BEGIN THE RECORDS

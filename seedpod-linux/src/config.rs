//! Load config from file and environment.

use std::net::{IpAddr, Ipv4Addr, SocketAddr};
use std::path::PathBuf;
use std::time::Duration;

use anyhow::Context;
use seedpod_core::EngineConfig;
use serde::Deserialize;

/// Daemon configuration. File: ~/.config/seedpod/config.toml or /etc/seedpod/config.toml.
/// Env overrides: SEEDPOD_LISTEN_PORT, SEEDPOD_DATA_DIR, SEEDPOD_PEERS (comma-separated
/// addresses).
#[derive(Debug, Clone, Deserialize)]
#[serde(deny_unknown_fields)]
pub struct Config {
    /// Package server port (default 45680).
    #[serde(default = "default_listen_port")]
    pub listen_port: u16,
    #[serde(default = "default_bind_address")]
    pub bind_address: IpAddr,
    /// Root of the package store.
    #[serde(default = "default_data_dir")]
    pub data_dir: PathBuf,
    /// Whole-request timeout for peer HTTP calls, in seconds.
    #[serde(default = "default_request_timeout_secs")]
    pub request_timeout_secs: u64,
    #[serde(default)]
    pub peers: Vec<PeerEntry>,
    #[serde(default)]
    pub engine: EngineConfig,
}

/// One statically configured peer.
#[derive(Debug, Clone, Deserialize, PartialEq)]
#[serde(deny_unknown_fields)]
pub struct PeerEntry {
    pub addr: SocketAddr,
    /// Hex package ids the peer is known to hold; omitted means ask about everything.
    #[serde(default)]
    pub packages: Option<Vec<String>>,
}

fn default_listen_port() -> u16 {
    45680
}
fn default_bind_address() -> IpAddr {
    IpAddr::V4(Ipv4Addr::UNSPECIFIED)
}
fn default_request_timeout_secs() -> u64 {
    60
}
fn default_data_dir() -> PathBuf {
    match std::env::var_os("HOME") {
        Some(h) => PathBuf::from(h).join(".local/share/seedpod"),
        None => PathBuf::from("/var/lib/seedpod"),
    }
}

impl Default for Config {
    fn default() -> Self {
        Self {
            listen_port: default_listen_port(),
            bind_address: default_bind_address(),
            data_dir: default_data_dir(),
            request_timeout_secs: default_request_timeout_secs(),
            peers: Vec::new(),
            engine: EngineConfig::default(),
        }
    }
}

impl Config {
    pub fn listen_addr(&self) -> SocketAddr {
        SocketAddr::new(self.bind_address, self.listen_port)
    }

    pub fn request_timeout(&self) -> Duration {
        Duration::from_secs(self.request_timeout_secs.max(1))
    }
}

/// Load config: default, then the first config file found, then env vars.
pub fn load() -> anyhow::Result<Config> {
    let mut c = match load_file()? {
        Some(c) => c,
        None => Config::default(),
    };
    apply_env(&mut c, |k| std::env::var(k).ok());
    Ok(c)
}

fn config_paths() -> Vec<PathBuf> {
    let home = std::env::var_os("HOME").map(PathBuf::from);
    let mut out = Vec::new();
    if let Some(h) = home {
        out.push(h.join(".config/seedpod/config.toml"));
    }
    out.push(PathBuf::from("/etc/seedpod/config.toml"));
    out
}

fn load_file() -> anyhow::Result<Option<Config>> {
    let Some(path) = config_paths().into_iter().find(|p| p.exists()) else {
        return Ok(None);
    };
    let s = std::fs::read_to_string(&path)
        .with_context(|| format!("reading {}", path.display()))?;
    let c = parse(&s).with_context(|| format!("parsing {}", path.display()))?;
    tracing::info!(path = %path.display(), "config loaded");
    Ok(Some(c))
}

pub fn parse(s: &str) -> Result<Config, toml::de::Error> {
    toml::from_str(s)
}

fn apply_env(c: &mut Config, var: impl Fn(&str) -> Option<String>) {
    if let Some(p) = var("SEEDPOD_LISTEN_PORT").and_then(|s| s.parse::<u16>().ok()) {
        c.listen_port = p;
    }
    if let Some(d) = var("SEEDPOD_DATA_DIR").filter(|s| !s.is_empty()) {
        c.data_dir = PathBuf::from(d);
    }
    if let Some(list) = var("SEEDPOD_PEERS") {
        for addr in list.split(',').map(str::trim).filter(|s| !s.is_empty()) {
            match addr.parse::<SocketAddr>() {
                Ok(addr) => c.peers.push(PeerEntry {
                    addr,
                    packages: None,
                }),
                Err(e) => tracing::warn!(%addr, error = %e, "ignoring bad SEEDPOD_PEERS entry"),
            }
        }
    }
}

END THE RECORDS

* WHAT NEEDS TO BE DONE: All lines in the records that contain "SocketAddr" are to be copied and returned.

* RESULT:
use std::net::{IpAddr, Ipv4Addr, SocketAddr};
    pub addr: SocketAddr,
    pub fn listen_addr(&self) -> SocketAddr {
        SocketAddr::new(self.bind_address, self.listen_port)
            match addr.parse::<SocketAddr>() {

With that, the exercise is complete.